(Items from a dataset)
────────────────────
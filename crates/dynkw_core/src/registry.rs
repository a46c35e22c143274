//! Per-module keyword registry.
//!
//! # Responsibility
//! - Register each module's discovered keyword forest independently.
//! - Index top-level keywords by case-insensitive name.
//! - Bind registered modules through a shared binder.
//!
//! # Invariants
//! - A module is registered at most once.
//! - Top-level keyword names are unique across all registered modules.
//! - A failing module never leaves any of its keywords registered, and never
//!   affects modules registered before or after it.

use crate::binder::{BindResult, Binder, BoundForest, ModuleLoader};
use crate::discovery::{discover_keywords, DiscoveryError};
use crate::metadata::ModuleMetadata;
use crate::model::spec::{KeywordSpec, ModuleRef};
use crate::repo::metadata_repo::{MetadataError, MetadataRepository};
use log::{error, info};
use std::collections::BTreeMap;
use std::error::Error;
use std::fmt::{Display, Formatter};
use std::sync::Arc;
use uuid::Uuid;

/// One registered module and its top-level keywords in name order.
#[derive(Debug, Clone)]
pub struct RegisteredModule {
    pub module: ModuleRef,
    pub keywords: Vec<Arc<KeywordSpec>>,
}

/// Outcome of registering one stored module.
#[derive(Debug)]
pub struct ModuleReport {
    pub module: ModuleRef,
    /// Number of top-level keywords registered.
    pub outcome: Result<usize, RegistryError>,
}

#[derive(Debug, Default)]
pub struct KeywordRegistry {
    modules: BTreeMap<Uuid, RegisteredModule>,
    index: BTreeMap<String, Arc<KeywordSpec>>,
}

impl KeywordRegistry {
    pub fn new() -> Self {
        Self::default()
    }

    /// Discovers and registers the keywords of one module.
    ///
    /// Returns the number of top-level keywords registered.
    pub fn register_metadata(&mut self, metadata: &ModuleMetadata) -> Result<usize, RegistryError> {
        let module = &metadata.module;
        let outcome = self.try_register(metadata);
        match &outcome {
            Ok(count) => info!(
                "event=registry_register module=registry status=ok target={} keyword_count={}",
                module, count
            ),
            Err(err) => error!(
                "event=registry_register module=registry status=error target={} error={}",
                module, err
            ),
        }
        outcome
    }

    fn try_register(&mut self, metadata: &ModuleMetadata) -> Result<usize, RegistryError> {
        let module = &metadata.module;
        if self.modules.contains_key(&module.id) {
            return Err(RegistryError::DuplicateModule(module.to_string()));
        }

        let forest = discover_keywords(metadata)?;
        for name in forest.keys() {
            if let Some(existing) = self.index.get(&index_key(name)) {
                return Err(RegistryError::KeywordConflict {
                    keyword: name.clone(),
                    registered_by: existing.source_module.to_string(),
                    module: module.to_string(),
                });
            }
        }

        let keywords: Vec<Arc<KeywordSpec>> = forest.into_values().collect();
        for keyword in &keywords {
            self.index.insert(index_key(&keyword.name), Arc::clone(keyword));
        }
        let count = keywords.len();
        self.modules.insert(
            module.id,
            RegisteredModule {
                module: module.clone(),
                keywords,
            },
        );
        Ok(count)
    }

    /// Registers every module in a metadata store, one report per module.
    ///
    /// Only a failure to list the store aborts; per-module failures are
    /// reported and skipped.
    pub fn register_from_store(
        &mut self,
        repo: &impl MetadataRepository,
    ) -> Result<Vec<ModuleReport>, MetadataError> {
        let modules = repo.list_modules()?;
        let mut reports = Vec::with_capacity(modules.len());
        for module in modules {
            let outcome = repo
                .load_module(module.id)
                .map_err(RegistryError::from)
                .and_then(|metadata| self.register_metadata(&metadata));
            reports.push(ModuleReport { module, outcome });
        }
        Ok(reports)
    }

    /// Top-level keyword by case-insensitive name.
    pub fn get(&self, name: &str) -> Option<&Arc<KeywordSpec>> {
        self.index.get(&index_key(name))
    }

    pub fn contains(&self, name: &str) -> bool {
        self.index.contains_key(&index_key(name))
    }

    /// All top-level keywords, ordered by name.
    pub fn keywords(&self) -> impl Iterator<Item = &Arc<KeywordSpec>> {
        self.index.values()
    }

    pub fn keywords_for_module(&self, id: Uuid) -> Option<&[Arc<KeywordSpec>]> {
        self.modules.get(&id).map(|entry| entry.keywords.as_slice())
    }

    pub fn modules(&self) -> impl Iterator<Item = &RegisteredModule> {
        self.modules.values()
    }

    /// Unregisters a module and its keywords. Returns whether it was present.
    pub fn remove_module(&mut self, id: Uuid) -> bool {
        let Some(entry) = self.modules.remove(&id) else {
            return false;
        };
        for keyword in &entry.keywords {
            self.index.remove(&index_key(&keyword.name));
        }
        true
    }

    pub fn reset(&mut self) {
        self.modules.clear();
        self.index.clear();
    }

    pub fn len(&self) -> usize {
        self.index.len()
    }

    pub fn is_empty(&self) -> bool {
        self.index.is_empty()
    }

    pub fn module_count(&self) -> usize {
        self.modules.len()
    }

    /// Binds each registered module as its own request, so one stale module
    /// does not block the rest.
    pub fn bind_all(
        &self,
        binder: &mut Binder,
        loader: &dyn ModuleLoader,
    ) -> Vec<(ModuleRef, BindResult<BoundForest>)> {
        self.modules
            .values()
            .map(|entry| (entry.module.clone(), binder.bind(&entry.keywords, loader)))
            .collect()
    }
}

fn index_key(name: &str) -> String {
    name.to_ascii_lowercase()
}

#[derive(Debug)]
pub enum RegistryError {
    Discovery(DiscoveryError),
    Metadata(MetadataError),
    DuplicateModule(String),
    KeywordConflict {
        keyword: String,
        registered_by: String,
        module: String,
    },
}

impl Display for RegistryError {
    fn fmt(&self, f: &mut Formatter<'_>) -> std::fmt::Result {
        match self {
            Self::Discovery(err) => write!(f, "{err}"),
            Self::Metadata(err) => write!(f, "{err}"),
            Self::DuplicateModule(module) => write!(f, "module already registered: {module}"),
            Self::KeywordConflict {
                keyword,
                registered_by,
                module,
            } => write!(
                f,
                "keyword `{keyword}` from `{module}` is already registered by `{registered_by}`"
            ),
        }
    }
}

impl Error for RegistryError {
    fn source(&self) -> Option<&(dyn Error + 'static)> {
        match self {
            Self::Discovery(err) => Some(err),
            Self::Metadata(err) => Some(err),
            Self::DuplicateModule(_) | Self::KeywordConflict { .. } => None,
        }
    }
}

impl From<DiscoveryError> for RegistryError {
    fn from(value: DiscoveryError) -> Self {
        Self::Discovery(value)
    }
}

impl From<MetadataError> for RegistryError {
    fn from(value: MetadataError) -> Self {
        Self::Metadata(value)
    }
}

#[cfg(test)]
mod tests {
    use super::{KeywordRegistry, RegistryError};
    use crate::metadata::markers::keyword_attribute;
    use crate::metadata::{ModuleMetadata, TypeRecord};
    use crate::model::spec::{BodyMode, ModuleRef, UseMode};

    fn module_with(name: &str, keywords: &[&str]) -> ModuleMetadata {
        keywords.iter().fold(
            ModuleMetadata::new(ModuleRef::generate(name, "1.0.0")),
            |metadata, keyword| {
                metadata.with_type(
                    TypeRecord::class(*keyword)
                        .extends("Keyword")
                        .with_attribute(keyword_attribute(BodyMode::Command, UseMode::OptionalMany)),
                )
            },
        )
    }

    #[test]
    fn registers_and_removes_modules() {
        let mut registry = KeywordRegistry::new();
        let first = module_with("First", &["Alpha", "Beta"]);
        assert_eq!(registry.register_metadata(&first).expect("first module"), 2);
        assert!(registry.contains("alpha"));
        assert_eq!(registry.module_count(), 1);

        assert!(registry.remove_module(first.module.id));
        assert!(registry.is_empty());
        assert!(!registry.remove_module(first.module.id));
    }

    #[test]
    fn rejects_duplicate_module_and_cross_module_name_conflict() {
        let mut registry = KeywordRegistry::new();
        let first = module_with("First", &["Alpha"]);
        registry.register_metadata(&first).expect("first module");

        let again = registry
            .register_metadata(&first)
            .expect_err("same module twice");
        assert!(matches!(again, RegistryError::DuplicateModule(_)));

        let clash = module_with("Second", &["ALPHA", "Gamma"]);
        let err = registry
            .register_metadata(&clash)
            .expect_err("name clash across modules");
        assert!(matches!(err, RegistryError::KeywordConflict { .. }));
        assert!(!registry.contains("Gamma"));
        assert_eq!(registry.len(), 1);
    }
}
────────────────────
:: EXERCISE BRIEF ::
All that is wanted is the run of lines from the start of the data through the line containing "pub fn new()", copied word for word.

:: ANSWER TO THIS TASK ::
filename crates/dynkw_core/src/registry.rs
repository a46c35e22c143274
//! Per-module keyword registry.
//!
//! # Responsibility
//! - Register each module's discovered keyword forest independently.
//! - Index top-level keywords by case-insensitive name.
//! - Bind registered modules through a shared binder.
//!
//! # Invariants
//! - A module is registered at most once.
//! - Top-level keyword names are unique across all registered modules.
//! - A failing module never leaves any of its keywords registered, and never
//!   affects modules registered before or after it.

use crate::binder::{BindResult, Binder, BoundForest, ModuleLoader};
use crate::discovery::{discover_keywords, DiscoveryError};
use crate::metadata::ModuleMetadata;
use crate::model::spec::{KeywordSpec, ModuleRef};
use crate::repo::metadata_repo::{MetadataError, MetadataRepository};
use log::{error, info};
use std::collections::BTreeMap;
use std::error::Error;
use std::fmt::{Display, Formatter};
use std::sync::Arc;
use uuid::Uuid;

/// One registered module and its top-level keywords in name order.
#[derive(Debug, Clone)]
pub struct RegisteredModule {
    pub module: ModuleRef,
    pub keywords: Vec<Arc<KeywordSpec>>,
}

/// Outcome of registering one stored module.
#[derive(Debug)]
pub struct ModuleReport {
    pub module: ModuleRef,
    /// Number of top-level keywords registered.
    pub outcome: Result<usize, RegistryError>,
}

#[derive(Debug, Default)]
pub struct KeywordRegistry {
    modules: BTreeMap<Uuid, RegisteredModule>,
    index: BTreeMap<String, Arc<KeywordSpec>>,
}

impl KeywordRegistry {
    pub fn new() -> Self {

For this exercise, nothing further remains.